Earlier this week, the Wall Street Journal cited various analysts who posited that the Fed will retain its “vastly-expanded” role in the U.S. economy for the foreseeable future.  I don’t doubt that this is what some at the Fed would like and what many in the market want.  And – like or want it or not – relying on the Fed’s portfolio, excess-reserve, and reverse-repo programs could well be necessary if only because markets have grown so dependent on the central bank’s ready supply of financial opioids.  As with any addiction, kicking the central-bank habit will be hard.  But, the Fed’s prescription for happy pills comes at the grave cost of market dysfunction.  The more we rely on the Fed, the less markets set prices for long-term productivity and efficiency and the more embedded grow incentives for heightened economic inequality.

Think through what a central bank that’s totally central to U.S. economic well-being really means.  If the Fed runs the economy, then the market doesn’t. 

That’s deeply worrisome not because the Fed wishes any of us ill, but because – wise though the Fed is – it’s not omniscient.  The Fed rightly espouses market discipline as a necessary pillar of micro-prudential policy when it comes to banks.  It should take this point to heart when it comes to itself, recognizing that market discipline spots problems before any governmental agency can because it has money on the line.  Sometimes markets double down on risky bets – think 2008, of course.  That’s why we have monetary and regulatory policy.  But monetary and regulatory policy unchecked by market discipline is just as risky as markets uninhibited by wiser, more objective hands

The Fed has already taken on an awesome role far outside its normal ambit of fiddling with the Fed Funds rate.  In the course of recent monetary-policy actions, the Federal Reserve has become the world’s largest bank, the biggest big-bank counterparty, the largest player in the repo market, and the world’s largest investor in Treasury and agency obligations.  Less obviously, the bond and equity markets now live or die by every signal, no matter how faint, from the Fed.  One wrong move in 2013 wrought the taper tantrum, so the Fed’s been very careful of late.  Still, markets have only grown more dependent on the Fed since 2013, reacting not to actual economic developments but rather to what best-guess forecasts or algorithmic models think the Fed will do about them.

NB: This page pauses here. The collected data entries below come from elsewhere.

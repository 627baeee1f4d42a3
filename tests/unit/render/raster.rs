use super::*;
use crate::{
    color::model::Color,
    foundation::core::{Canvas, Vec2},
    scene::model::{CircleShape, Element},
};

fn rasterizer() -> SvgRasterizer {
    SvgRasterizer::new::<&Path>(&[])
}

#[test]
fn renders_background_and_shapes() {
    let mut s = Scene::new(
        Canvas {
            width: 64,
            height: 32,
        },
        Color::from_hex("#222222").unwrap(),
    );
    let root = s.root();
    s.add(
        root,
        Element::new(CircleShape::new(16.0).fill(Color::from_hex("#ff0000").unwrap()))
            .at(Vec2::new(16.0, 0.0)),
    )
    .unwrap();

    let frame = rasterizer().render_scene(&s).unwrap();
    assert_eq!((frame.width, frame.height), (64, 32));
    assert_eq!(frame.data.len(), 64 * 32 * 4);
    assert!(frame.premultiplied);
    assert_eq!(frame.pixel(0, 0), Some([0x22, 0x22, 0x22, 255]));
    assert_eq!(frame.pixel(48, 16), Some([255, 0, 0, 255]));
    assert_eq!(frame.pixel(64, 0), None);
}

#[test]
fn rejects_bad_sizes_and_documents() {
    let r = rasterizer();
    let svg = r#"<svg xmlns="http://www.w3.org/2000/svg" width="4" height="4"></svg>"#;
    assert!(r.rasterize(svg, 0, 4).is_err());
    assert!(r.rasterize(svg, 4, MAX_DIM + 1).is_err());
    assert!(r.rasterize("not svg", 4, 4).is_err());

    let empty = r.rasterize(svg, 4, 4).unwrap();
    assert!(empty.data.iter().all(|b| *b == 0));
}

#[test]
fn missing_font_dir_is_not_fatal() {
    let r = SvgRasterizer::new(&["target/definitely-missing-font-dir"]);
    let _ = r.font_faces();
}
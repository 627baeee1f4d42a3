use crate::{
    animation::{ease::Ease, lerp::Lerp},
    foundation::error::RecalcResult,
    scene::signal::{Signal, SignalValue},
    timeline::{
        flow::TIME_EPSILON,
        task::{BoxTask, Progress, Task, TaskCtx},
    },
};

/// Animate `signal` from whatever it holds when the tween starts to `target`.
///
/// The start value is captured on the first advance, not at construction, so a tween placed
/// late in a script picks up every change made before it.
pub fn tween<T>(signal: Signal<T>, target: T, duration: f64, ease: Ease) -> BoxTask
where
    T: SignalValue + Lerp,
{
    Box::new(Tween {
        signal,
        from: None,
        target,
        duration: duration.max(0.0),
        elapsed: 0.0,
        ease,
    })
}

struct Tween<T> {
    signal: Signal<T>,
    from: Option<T>,
    target: T,
    duration: f64,
    elapsed: f64,
    ease: Ease,
}

impl<T> Task for Tween<T>
where
    T: SignalValue + Lerp,
{
    fn advance(&mut self, ctx: &mut TaskCtx<'_>, dt: f64) -> RecalcResult<Progress> {
        let from = match &self.from {
            Some(from) => from,
            None => &*self.from.insert(ctx.scene.signals.get(self.signal)?.clone()),
        };

        self.elapsed += dt;
        if self.elapsed + TIME_EPSILON >= self.duration {
            ctx.scene.signals.set(self.signal, self.target.clone())?;
            return Ok(Progress::Done {
                leftover: (self.elapsed - self.duration).max(0.0),
            });
        }

        let t = self.ease.apply(self.elapsed / self.duration);
        let value = T::lerp(from, &self.target, t);
        ctx.scene.signals.set(self.signal, value)?;
        Ok(Progress::Pending)
    }
}

#[cfg(test)]
#[path = "../../tests/unit/timeline/tween.rs"]
mod tests;
//! Render configuration loaded from JSON.

use std::{fs::File, io::BufReader, path::Path, path::PathBuf};

use crate::{
    color::model::Color,
    foundation::{
        core::{Canvas, Fps},
        error::{RecalcError, RecalcResult},
    },
    graph::builder::DEFAULT_REFERENCE_HEIGHT,
};

/// Output and layout settings for a render.
///
/// Every field is optional in JSON; missing fields take the defaults (1920x1080 at 30 fps on
/// `#222222`).
#[derive(Clone, Debug, PartialEq, serde::Serialize, serde::Deserialize)]
#[serde(default, deny_unknown_fields)]
pub struct RenderConfig {
    /// Output size in pixels.
    pub canvas: Canvas,
    /// Output frame rate.
    pub fps: Fps,
    /// View background; also the fill the graph contrasts against.
    pub background: Color,
    /// Parent height the graph's base sizes are designed for.
    pub reference_height: f64,
    /// Extra directories scanned for `.ttf`/`.otf`/`.ttc` fonts.
    pub font_dirs: Vec<PathBuf>,
}

impl Default for RenderConfig {
    fn default() -> Self {
        Self {
            canvas: Canvas::default(),
            fps: Fps::default(),
            background: Color::from_rgb(34.0, 34.0, 34.0),
            reference_height: DEFAULT_REFERENCE_HEIGHT,
            font_dirs: Vec::new(),
        }
    }
}

impl RenderConfig {
    /// Parse from a JSON reader and validate.
    pub fn from_reader<R: std::io::Read>(r: R) -> RecalcResult<Self> {
        let cfg: Self = serde_json::from_reader(r)
            .map_err(|e| RecalcError::serde(format!("parse render config JSON: {e}")))?;
        cfg.validate()?;
        Ok(cfg)
    }

    /// Parse from a JSON file and validate.
    pub fn from_path(path: impl AsRef<Path>) -> RecalcResult<Self> {
        let path = path.as_ref();
        let f = File::open(path).map_err(|e| {
            RecalcError::validation(format!("open render config '{}': {e}", path.display()))
        })?;
        Self::from_reader(BufReader::new(f))
    }

    /// Check value ranges.
    pub fn validate(&self) -> RecalcResult<()> {
        self.canvas.validate()?;
        Fps::new(self.fps.num, self.fps.den)?;
        if !self.reference_height.is_finite() || self.reference_height <= 0.0 {
            return Err(RecalcError::validation(
                "reference_height must be finite and > 0",
            ));
        }
        Ok(())
    }

    /// Opaque RGBA8 background, used to flatten frames for encoders.
    pub fn background_rgba8(&self) -> [u8; 4] {
        let [r, g, b, _] = self.background.to_rgba8();
        [r, g, b, 255]
    }
}

#[cfg(test)]
#[path = "../tests/unit/config.rs"]
mod tests;
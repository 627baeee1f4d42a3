pub(crate) mod flow;
pub(crate) mod scheduler;
pub(crate) mod task;
pub(crate) mod tween;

The Fed of course is now talking about retrenching its portfolio, adding yet another Fed-determined policy to all of those on which markets fixate at cost to their ability to anticipate real risk.  And, even with a bit of rollback talk in the air, many at the Fed contemplate other significant central-bank preoccupations – dropping “helicopter money” around to substitute for failed fiscal policy and eradicating cash to make monetary policy simpler to execute close to the zero lower bound.  The Fed is also furiously defending its other big jobs:  supplier of emergency liquidity, master of the payment system, and arbiter of the U.S. financial structure and the future of big banks.

Is the Fed doing all this because it’s power mad?  Of course not.  The Fed is formidably insulated in its marble fortress from views other than its own, but it genuinely and earnestly tries to do right.  It would say with some justice that it has taken on all of its huge responsibilities because no one else can undertake them with such positive impact on macroeconomic prosperity and financial stability. 

This line of reasoning is particularly common when it comes to the huge financial-market role the Fed now plays as a result of its post-crisis approach to making monetary policy.  As statements from many members of the Board and Reserve Bank presidents have said, the U.S. financial system has changed so much since 2008 that old-style policies simply won’t cut it anymore.  The Fed has to be as omnipresent across the market as it is because markets won’t work if it isn’t – or so this thinking goes.

Is this really true – that is, must we live our economic lives hooked on the Fed?  I don’t think so and that’s because I believe the new world the Fed contemplates is partly of its own making.  How much change in the structure of the U.S. financial market comes from underlying transformation of financial intermediation due to technology or other externalities and how much lies at the hands of the Fed’s combined monetary and regulatory policies?  A growing body of academic and even governmental research from outside the U.S. shows troubling unintended impact from recent Fed action, with FedFin research last year analyzing all this work and drawing our own conclusions based on it.  The Fed’s read all this work and some inside the fortress are even persuaded by aspects of it.

But, like parents afraid to let the teenagers out for a drive without one of them in the passenger seat, the Fed’s afraid to take its enormous hand off the market’s steering wheel.  There’s only so long a parent can guess what a child will do and manage the child’s doings to its liking.  Stepping back carefully and letting the kids grow up is the best parenting policy.  It also has a lot to commend itself to central banking.